I'm reading a book Computer Systems: A Programmer's Perspective (2nd Edition) and Practice Problem 3.23 are little confused me:

A function fun_b has the following overall structure:

int fun_b(unsigned x) {
   int val = 0;
   int i;
   for ( ____;_____;_____) {
   }
   return val;
}

The gcc C compiler generates the following assembly code:

x at %ebp+8
1 movl 8(%ebp), %ebx
2 movl $0, %eax
3 movl $0, %ecx
.L13:
5 leal (%eax,%eax), %edx
6 movl %ebx, %eax
7 andl $1, %eax
8 orl  %edx, %eax
9 shrl %ebx   Shift right by 1
10 addl $1, %ecx
11 cmpl $32, %ecx
12 jne .L13

Reverse engineer the operation of this code and then do the following:

A. Use the assembly-code version to fill in the missing parts of the C code.

My solution.

int fun_b(unsigned x) {
   int val = 0;
   int i;
   for ( i = 0 ;i < 32;i++) {
      val  += val; //because leal (%eax,%eax), edx  --> %edx = %eax + %eax
      val = val | x & 0x1;
      x >>= 1;
   }
   return val;
}

Book's solution.

int fun_b(unsigned x) {
  int val = 0;
  int i;
  for (i = 0; i < 32; i++) {
    val = (val << 1) | (x & 0x1);
    x >>= 1;
  }
 return val;
}

Please, explain to me why leal function has non typical behavior in this function. And I dont understand how this assembly code is yielding this statement val = (val << 1) | (x & 0x1)

Answer 1

In your code:

val  += val;
val = val | x & 0x1;

Here, val += val which is equivalent to (val*2) which is effectively equal to val left shifted by 1.

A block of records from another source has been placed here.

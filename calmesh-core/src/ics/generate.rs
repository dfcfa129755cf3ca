//! ICS generation from a [`CalendarEvent`].

use chrono::Utc;

use crate::constants::PRODID;
use crate::date_range::format_caldav_datetime;
use crate::event::{CalendarEvent, EventTime};
use crate::ics::line::{escape_text, fold};

/// Serialize an event into a complete VCALENDAR with a single VEVENT.
///
/// Times are written in UTC (or as `VALUE=DATE` for all-day events), so no
/// VTIMEZONE is needed. Output uses CRLF line endings and 75-octet folding.
pub fn generate_ics(event: &CalendarEvent) -> String {
    let mut lines = vec![
        "BEGIN:VCALENDAR".to_string(),
        "VERSION:2.0".to_string(),
        format!("PRODID:{PRODID}"),
        "CALSCALE:GREGORIAN".to_string(),
        "BEGIN:VEVENT".to_string(),
        format!("UID:{}", event.id),
        format!("DTSTAMP:{}", format_caldav_datetime(Utc::now())),
        time_line("DTSTART", &event.start),
        time_line("DTEND", &event.end),
        format!("SUMMARY:{}", escape_text(&event.title)),
    ];

    if let Some(ref description) = event.description {
        lines.push(format!("DESCRIPTION:{}", escape_text(description)));
    }
    if let Some(ref location) = event.location {
        lines.push(format!("LOCATION:{}", escape_text(location)));
    }
    if let Some(ref rrule) = event.recurrence {
        let rule = rrule.trim();
        let rule = rule.strip_prefix("RRULE:").unwrap_or(rule);
        if !rule.is_empty() {
            lines.push(format!("RRULE:{rule}"));
        }
    }
    if let Some(modified) = event.last_modified {
        lines.push(format!("LAST-MODIFIED:{}", format_caldav_datetime(modified)));
    }
    if event.cancelled {
        lines.push("STATUS:CANCELLED".to_string());
    }
    if let Some(minutes) = event.reminder_minutes {
        lines.push("BEGIN:VALARM".to_string());
        lines.push("ACTION:DISPLAY".to_string());
        lines.push("DESCRIPTION:Reminder".to_string());
        lines.push(format!("TRIGGER:-PT{}M", minutes.max(0)));
        lines.push("END:VALARM".to_string());
    }

    lines.push("END:VEVENT".to_string());
    lines.push("END:VCALENDAR".to_string());

    let mut out = String::new();
    for line in &lines {
        out.push_str(&fold(line));
        out.push_str("\r\n");
    }
    out
}

fn time_line(name: &str, time: &EventTime) -> String {
    match time {
        EventTime::Date(date) => format!("{name};VALUE=DATE:{}", date.format("%Y%m%d")),
        EventTime::DateTime(dt) => format!("{name}:{}", format_caldav_datetime(*dt)),
    }
}

#[cfg(test)]
mod tests {
    use super::*;
    use crate::ics::parse_event;
    use chrono::{NaiveDate, TimeZone};

    fn lunch() -> CalendarEvent {
        CalendarEvent::new(
            "lunch-1",
            "Lunch",
            EventTime::DateTime(Utc.with_ymd_and_hms(2025, 3, 20, 12, 0, 0).unwrap()),
            EventTime::DateTime(Utc.with_ymd_and_hms(2025, 3, 20, 13, 0, 0).unwrap()),
        )
    }

    #[test]
    fn writes_required_structure() {
        let ics = generate_ics(&lunch());

        assert!(ics.starts_with("BEGIN:VCALENDAR\r\nVERSION:2.0\r\n"));
        assert!(ics.contains(&format!("PRODID:{PRODID}\r\n")));
        assert!(ics.contains("UID:lunch-1\r\n"));
        assert!(ics.contains("DTSTAMP:"));
        assert!(ics.contains("DTSTART:20250320T120000Z\r\n"));
        assert!(ics.contains("DTEND:20250320T130000Z\r\n"));
        assert!(ics.contains("SUMMARY:Lunch\r\n"));
        assert!(ics.ends_with("END:VEVENT\r\nEND:VCALENDAR\r\n"));
        assert!(!ics.contains("VALARM"));
        assert!(!ics.contains("STATUS"));
    }

    #[test]
    fn all_day_uses_date_values() {
        let event = CalendarEvent::new(
            "holiday",
            "Holiday",
            EventTime::Date(NaiveDate::from_ymd_opt(2025, 12, 25).unwrap()),
            EventTime::Date(NaiveDate::from_ymd_opt(2025, 12, 26).unwrap()),
        );
        let ics = generate_ics(&event);

        assert!(ics.contains("DTSTART;VALUE=DATE:20251225\r\n"));
        assert!(ics.contains("DTEND;VALUE=DATE:20251226\r\n"));
    }

    #[test]
    fn reminder_cancellation_and_rrule() {
        let event = CalendarEvent {
            recurrence: Some("RRULE:FREQ=DAILY;COUNT=5".to_string()),
            reminder_minutes: Some(10),
            cancelled: true,
            ..lunch()
        };
        let ics = generate_ics(&event);

        assert!(ics.contains("RRULE:FREQ=DAILY;COUNT=5\r\n"));
        assert!(!ics.contains("RRULE:RRULE:"));
        assert!(ics.contains("STATUS:CANCELLED\r\n"));
        assert!(ics.contains(
            "BEGIN:VALARM\r\nACTION:DISPLAY\r\nDESCRIPTION:Reminder\r\nTRIGGER:-PT10M\r\nEND:VALARM\r\n"
        ));
    }

    #[test]
    fn escapes_and_folds_long_text() {
        let event = CalendarEvent {
            title: "Planning, Q3; budget".to_string(),
            description: Some("x".repeat(200)),
            ..lunch()
        };
        let ics = generate_ics(&event);

        assert!(ics.contains("SUMMARY:Planning\\, Q3\\; budget\r\n"));
        assert!(ics.split("\r\n").all(|line| line.len() <= 75));

        let parsed = parse_event(&ics).unwrap();
        assert_eq!(parsed.title, "Planning, Q3; budget");
        assert_eq!(parsed.description, Some("x".repeat(200)));
    }

    #[test]
    fn roundtrip_all_day_with_reminder() {
        let event = CalendarEvent {
            reminder_minutes: Some(1440),
            location: Some("Home".to_string()),
            ..CalendarEvent::new(
                "bday",
                "Birthday",
                EventTime::Date(NaiveDate::from_ymd_opt(2025, 6, 1).unwrap()),
                EventTime::Date(NaiveDate::from_ymd_opt(2025, 6, 2).unwrap()),
            )
        };
        let parsed = parse_event(&generate_ics(&event)).unwrap();

        assert_eq!(parsed.id, event.id);
        assert_eq!(parsed.start, event.start);
        assert_eq!(parsed.end, event.end);
        assert_eq!(parsed.reminder_minutes, Some(1440));
        assert_eq!(parsed.location.as_deref(), Some("Home"));
    }
}
use anyhow::Result;
use calmesh_core::store::{LogLevel, SyncLogEntry, SyncLogSink};
use owo_colors::OwoColorize;

use super::App;

pub async fn run(app: &App, user: &str, limit: usize) -> Result<()> {
    let mut entries = app.store.recent(user, limit).await?;

    if entries.is_empty() {
        println!("No sync log entries for {user}.");
        return Ok(());
    }

    // Oldest first, like a log file
    entries.reverse();
    for entry in &entries {
        print_entry(entry);
    }

    Ok(())
}

fn print_entry(entry: &SyncLogEntry) {
    let line = entry.to_string();
    match entry.level {
        LogLevel::Info => println!("{line}"),
        LogLevel::Warn => println!("{}", line.yellow()),
        LogLevel::Error => println!("{}", line.red()),
        LogLevel::Success => println!("{}", line.green()),
    }

    let details = entry.details.as_ref().and_then(|d| d.as_array());
    for detail in details.into_iter().flatten() {
        match detail.as_str() {
            Some(text) => println!("    {}", text.dimmed()),
            None => println!("    {}", detail.dimmed()),
        }
    }
}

But I think your solution is correct only if the assembly code was something like:

x at %ebp+8
1 movl 8(%ebp), %ebx
2 movl $0, %eax
3 movl $0, %ecx
.L13:
5 addl  %eax, %eax
6 movl %ebx, %edx
7 andl $1, %edx
8 orl  %edx, %eax
9 shrl %ebx   # shift right by 1
10 addl $1, %ecx
11 cmpl $32, %ecx
12 jne .L13

Because if val + val was a separate statement, compiler usually places it in eax register rather than in edx (i'm not sure this is the case always). So, for the code you have given, the possible solutions are:

val = (val << 1) | (x & 0x1);

or

val = (val + val) | (x & 0x1);

or

val = (val * 2) | (x & 0x1);

Answer 2

x >>= 1; means multiplying x by 2 which in binary is shifting to the left or adding 0 at the right side

x >>= 1; == x * 2; == x +=x;